Sylvie Fleury Frieze London 2016

10.06–10.09.2016
Sylvie Fleury | Frieze London 2016
Frieze London

Sylvie Fleury’s pioneering work A Journey to Fitness or How to Lose 30 Pounds In Under Three Weeks.

Installation Views

For the 2016 edition of Frieze London, Mehdi Chouakri, Salon 94, and Sprüth Magers are pleased to present Sylvie Fleury’s pioneering work A Journey to Fitness or How to Lose 30 Pounds In Under Three Weeks.

The installation was first shown in Aperto 1993 at the Venice Biennale. Restaging this piece points to its continued relevance and prescient examination of foundational art historical and sociopolitical issues.

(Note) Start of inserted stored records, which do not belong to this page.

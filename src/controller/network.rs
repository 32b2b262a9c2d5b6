//! C7 network model: a flat bounded set of node records keyed by short
//! id, maintained by heartbeats and node-state updates. Grounded on
//! the reference crate's `rustc_hash::FxHashMap`-keyed connection table
//! (`flow_manager/state.rs`), generalised from socket keys to node ids.

use crate::error::{SdnError, SdnResult};
use crate::timer::Timer;
use rustc_hash::FxHashMap;

#[derive(Debug, Clone, Copy, PartialEq, Eq)]
pub enum LinkStatus {
    Up,
    Down,
}

#[derive(Debug, Clone, Copy, PartialEq, Eq)]
pub struct Link {
    pub dest_id: u16,
    pub rssi: i16,
    pub status: LinkStatus,
}

#[derive(Debug, Default, Clone, Copy, PartialEq, Eq)]
pub struct Handshake {
    pub tries: u8,
    /// True once a CFG response has gone out and we're waiting on an
    /// acknowledging NSU/CJOIN.
    pub pending: bool,
}

#[derive(Debug, PartialEq)]
pub struct Node {
    pub id: u16,
    pub addr: u16,
    pub cfg_id: u8,
    pub rank: u8,
    pub handshake: Handshake,
    pub handshake_timer: Timer,
    pub links: Vec<Link>,
}

pub struct NetworkModel {
    max_nodes: usize,
    max_links_per_node: usize,
    nodes: FxHashMap<u16, Node>,
}

impl NetworkModel {
    pub fn new(max_nodes: usize, max_links_per_node: usize) -> Self {
        NetworkModel { max_nodes, max_links_per_node, nodes: FxHashMap::default() }
    }

    pub fn get(&self, id: u16) -> Option<&Node> {
        self.nodes.get(&id)
    }

    pub fn get_mut(&mut self, id: u16) -> Option<&mut Node> {
        self.nodes.get_mut(&id)
    }

    pub fn len(&self) -> usize {
        self.nodes.len()
    }

    pub fn is_empty(&self) -> bool {
        self.nodes.is_empty()
    }

    fn upsert(&mut self, id: u16, addr: u16) -> SdnResult<&mut Node> {
        if !self.nodes.contains_key(&id) && self.nodes.len() >= self.max_nodes {
            return Err(SdnError::PoolFull { pool: "controller.network.nodes" });
        }
        Ok(self.nodes.entry(id).or_insert_with(|| Node {
            id,
            addr,
            cfg_id: 0,
            rank: 0,
            handshake: Handshake::default(),
            handshake_timer: Timer::new(),
            links: Vec::new(),
        }))
    }

    /// Upserts by id, copying the address if changed. Never touches
    /// `cfg_id`/`rank`.
    pub fn heartbeat(&mut self, id: u16, addr: u16) -> SdnResult<&mut Node> {
        let node = self.upsert(id, addr)?;
        node.addr = addr;
        Ok(node)
    }

    /// Heartbeat plus config/rank fields, as carried by an NSU.
    pub fn update(&mut self, id: u16, addr: u16, cfg_id: u8, rank: u8) -> SdnResult<&mut Node> {
        let node = self.upsert(id, addr)?;
        node.addr = addr;
        node.cfg_id = cfg_id;
        node.rank = rank;
        Ok(node)
    }

    /// Upserts an edge on `src`'s link list, creating a shell node for
    /// `dst_id` if one doesn't exist yet (I3).
    pub fn link_update(&mut self, src: u16, dst_id: u16, rssi: i16) -> SdnResult<()> {
        if self.get(dst_id).is_none() {
            self.upsert(dst_id, dst_id)?;
        }
        let max_links_per_node = self.max_links_per_node;
        let node = self.upsert(src, src)?;
        if node.links.len() >= max_links_per_node {
            if let Some(existing) = node.links.iter_mut().find(|l| l.dest_id == dst_id) {
                existing.rssi = rssi;
                existing.status = LinkStatus::Up;
                return Ok(());
            }
            return Err(SdnError::PoolFull { pool: "controller.network.links" });
        }
        match node.links.iter_mut().find(|l| l.dest_id == dst_id) {
            Some(existing) => {
                existing.rssi = rssi;
                existing.status = LinkStatus::Up;
            }
            None => node.links.push(Link { dest_id: dst_id, rssi, status: LinkStatus::Up }),
        }
        Ok(())
    }

    /// Full adjacency snapshot used by the DFS routing app. Returns
    /// the neighbor ids of `id`, empty if the node is unknown.
    pub fn neighbors(&self, id: u16) -> Vec<u16> {
        self.nodes
            .get(&id)
            .map(|n| n.links.iter().filter(|l| l.status == LinkStatus::Up).map(|l| l.dest_id).collect())
            .unwrap_or_default()
    }

    pub fn contains(&self, id: u16) -> bool {
        self.nodes.contains_key(&id)
    }
}
//! Embedded SDN runtime core: the in-node flow-table data plane
//! (uSDN) and the embedded SDN controller (Atom). See `DESIGN.md` for
//! how each module grounds in the reference crate this was adapted
//! from.
//!
//! The runtime model is strictly single-threaded and cooperative
//! (timers, not spawned tasks, drive every deadline): `NodeRuntime`
//! and `ControllerRuntime` below are thin tokio wrappers around that
//! model, adapted from the reference crate's `BridgeEngine::
//! start_poll_loop` (`tokio::select!` over an interval and a shutdown
//! `Notify`), generalized from a packet-poll loop to a generic
//! `engine.poll(now)` tick.

pub mod config;
pub mod controller;
pub mod error;
pub mod flow_table;
pub mod logger;
pub mod packet_buffer;
pub mod srh;
pub mod timer;
pub mod usdn;

use controller::Controller;
use parking_lot::Mutex;
use std::sync::Arc;
use std::time::{Duration, Instant};
use tokio::sync::Notify;
use tokio::task::JoinHandle;
use usdn::{Engine, EngineAction, UsdnMessage};

/// Wraps a node's uSDN engine in a tokio task that ticks it on a fixed
/// interval. Every tick just calls `Engine::poll`; the engine itself
/// owns all actual timer state (§5 "no two callbacks ever execute
/// simultaneously" — enforced here by there being exactly one task).
pub struct NodeRuntime {
    engine: Arc<Mutex<Engine>>,
    tick_interval: Duration,
}

impl NodeRuntime {
    pub fn new(engine: Engine, tick_interval: Duration) -> Self {
        NodeRuntime { engine: Arc::new(Mutex::new(engine)), tick_interval }
    }

    pub fn engine(&self) -> &Arc<Mutex<Engine>> {
        &self.engine
    }

    /// Spawns the poll loop on `handle`. `on_send` receives every
    /// outbound uSDN message (CJOIN/NSU/FTQ) produced by a tick; the
    /// caller owns the actual socket write (§1 out of scope: "the
    /// underlying IPv6 stack, UDP sockets"). Returns the task handle
    /// and a `Notify` the caller can fire once to stop it.
    pub fn spawn(
        &self,
        handle: &tokio::runtime::Handle,
        mut on_send: impl FnMut(UsdnMessage) + Send + 'static,
    ) -> (JoinHandle<()>, Arc<Notify>) {
        let engine = Arc::clone(&self.engine);
        let tick = self.tick_interval;
        let stop = Arc::new(Notify::new());
        let stop_rx = Arc::clone(&stop);
        let task = handle.spawn(async move {
            let mut ticker = tokio::time::interval(tick);
            loop {
                tokio::select! {
                    _ = ticker.tick() => {}
                    _ = stop_rx.notified() => break,
                }
                let actions = engine.lock().poll(Instant::now());
                for action in actions {
                    if let EngineAction::Send(msg) = action {
                        on_send(msg);
                    }
                }
            }
        });
        (task, stop)
    }
}

/// Wraps a `Controller` in the same tick-driven tokio task shape as
/// `NodeRuntime`.
pub struct ControllerRuntime {
    controller: Arc<Mutex<Controller>>,
    tick_interval: Duration,
}

impl ControllerRuntime {
    pub fn new(controller: Controller, tick_interval: Duration) -> Self {
        ControllerRuntime { controller: Arc::new(Mutex::new(controller)), tick_interval }
    }

    pub fn controller(&self) -> &Arc<Mutex<Controller>> {
        &self.controller
    }

    pub fn spawn(
        &self,
        handle: &tokio::runtime::Handle,
        mut on_send: impl FnMut(controller::dispatcher::Outgoing) + Send + 'static,
    ) -> (JoinHandle<()>, Arc<Notify>) {
        let controller = Arc::clone(&self.controller);
        let tick = self.tick_interval;
        let stop = Arc::new(Notify::new());
        let stop_rx = Arc::clone(&stop);
        let task = handle.spawn(async move {
            let mut ticker = tokio::time::interval(tick);
            loop {
                tokio::select! {
                    _ = ticker.tick() => {}
                    _ = stop_rx.notified() => break,
                }
                for outgoing in controller.lock().poll(Instant::now()) {
                    on_send(outgoing);
                }
            }
        });
        (task, stop)
    }
}

#[cfg(test)]
mod tests {
    use super::*;
    use crate::config::SdnConfig;
    use crate::usdn::wire::CfgPayload;

    fn cfg_template() -> CfgPayload {
        CfgPayload {
            sdn_net: 1,
            cfg_id: 1,
            ft_lifetime_ticks: 300_000,
            query_full: 0,
            query_idx: 24,
            query_len: 16,
            update_period: 1,
            rpl_dio_interval: 32,
            rpl_dfrt_lifetime: 120,
        }
    }

    #[tokio::test]
    async fn node_runtime_ticks_engine_and_emits_periodic_cjoin() {
        let mut cfg = SdnConfig::default_const();
        cfg.update_period_s = 1;
        let engine = Engine::new(9, cfg, flow_table::FlowTable::new(8, 8, 8), packet_buffer::PacketBuffer::new(8));
        let runtime = NodeRuntime::new(engine, Duration::from_millis(10));
        runtime.engine().lock().boot();

        let (tx, mut rx) = tokio::sync::mpsc::unbounded_channel();
        let (task, stop) = runtime.spawn(&tokio::runtime::Handle::current(), move |msg| {
            let _ = tx.send(msg);
        });

        let received = tokio::time::timeout(Duration::from_secs(2), rx.recv()).await;
        stop.notify_one();
        let _ = task.await;
        assert!(matches!(received, Ok(Some(UsdnMessage::CJoin(_)))));
    }

    #[tokio::test]
    async fn controller_runtime_responds_to_queued_join() {
        use crate::controller::connector::ConnectorId;
        use crate::usdn::wire::{NsuPayload, UsdnMessage as Msg};

        let controller = Controller::new(3, 8, 4, cfg_template());
        let runtime = ControllerRuntime::new(controller, Duration::from_millis(10));
        let cjoin = Msg::CJoin(NsuPayload { cfg_id: 0, rank: 0, links: vec![] }).encode(1, 0);
        runtime.controller().lock().ingest(ConnectorId::UsdnUdp, 9, &cjoin, 0, 0).unwrap();

        let (tx, mut rx) = tokio::sync::mpsc::unbounded_channel();
        let (task, stop) = runtime.spawn(&tokio::runtime::Handle::current(), move |out| {
            let _ = tx.send(out);
        });

        let received = tokio::time::timeout(Duration::from_secs(2), rx.recv()).await;
        stop.notify_one();
        let _ = task.await;
        let outgoing = received.unwrap().unwrap();
        assert_eq!(outgoing.dest, 9);
    }
}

A Journey to Fitness will be installed in the 1990s section of Frieze London, curated by Nicolas Trembley.

The presentation will consist of a 12-channel installation, using original monitors from the 1980s and 1990s, all turned upside down and simultaneously playing different vintage workout videos featuring iconic models like Jane Fonda, Cindy Crawford and Raquel Welch. Fonda’s aerobic lessons in particular marked the beginning of the “democratization” of fitness culture in the 1980s, as well as the corresponding lifestyle and its unique fashion. Sylvie Fleury’s lifeless mass of cords and screens seems productively at odds with the physicality of an exercise video, which is reminiscent of the simultaneously bodily and technological conceptualisms of Nam June Paik. Also on view will be Sylvie Fleury’s wall painting Modulateur Ombres et Lumières, Welcome to the World of Chanel Beauty, that was also shown in 1993. It consists of three walls painted in different shades of eye-shadow according to the latest make-up trends. This concept of color block wall paintings was used for the first time by Le Corbusier. When combined with the aging monitors, there is a sense that everything, no matter how contemporary, decomposes into obsolescence.

Sylvie Fleury’s work is characterized by a post-modern obsession with representation and its role as the originator and moulder of desire. Both works allude to this aspect of lust within consumer culture.

Nevertheless she does not distance the images of seduction and objects of desire, but accepts the power of representation in the logo culture and their fascination. A Journey to Fitness... distills the artist’s interest in mass media and branding as essential (though perhaps, at times, unwanted elements) of identity formation.

“Fleury is much more interested in the content of the representation; in her criticism she does not adopt the perspective of a reactionary, containing and inhibiting ethics, but she criticizes “persuasive images“ as being nothing but images, and luxury articles as just vehicles. Fleury reminds her public of the utopian desires and hopes for a fulfilled life which popular culture promises and represents.“ — Peter Weibel, in: Sylvie Fleury. The Art of Survival, Neue Galerie am Landesmuseum Joanneum, Graz, 1993.

Sylvie Fleury was born 1961 in Geneva, where she continues to work and live. Her works have been recently shown in solo shows at the Museum Villa Stuck in Munich (2016), the Bass Museum of Art, Miami (2015), CAC Centro de Arte Contemporaneo de Málaga, Malaga (2011), KUBUS des Lenbachhauses, Munich (2008), Kunsthalle Wien, Vienna (2006), Le Magasin - Centre National d’Art Contemporain, Grenoble (2000), Villa Merkel, Esslingen (1999), Migros Museum für Gegenwartskunst, Zurich (1998), Mamco Musée d’art moderne et contemporain, Geneva (1996), and Le Consortium, Dijon (1994).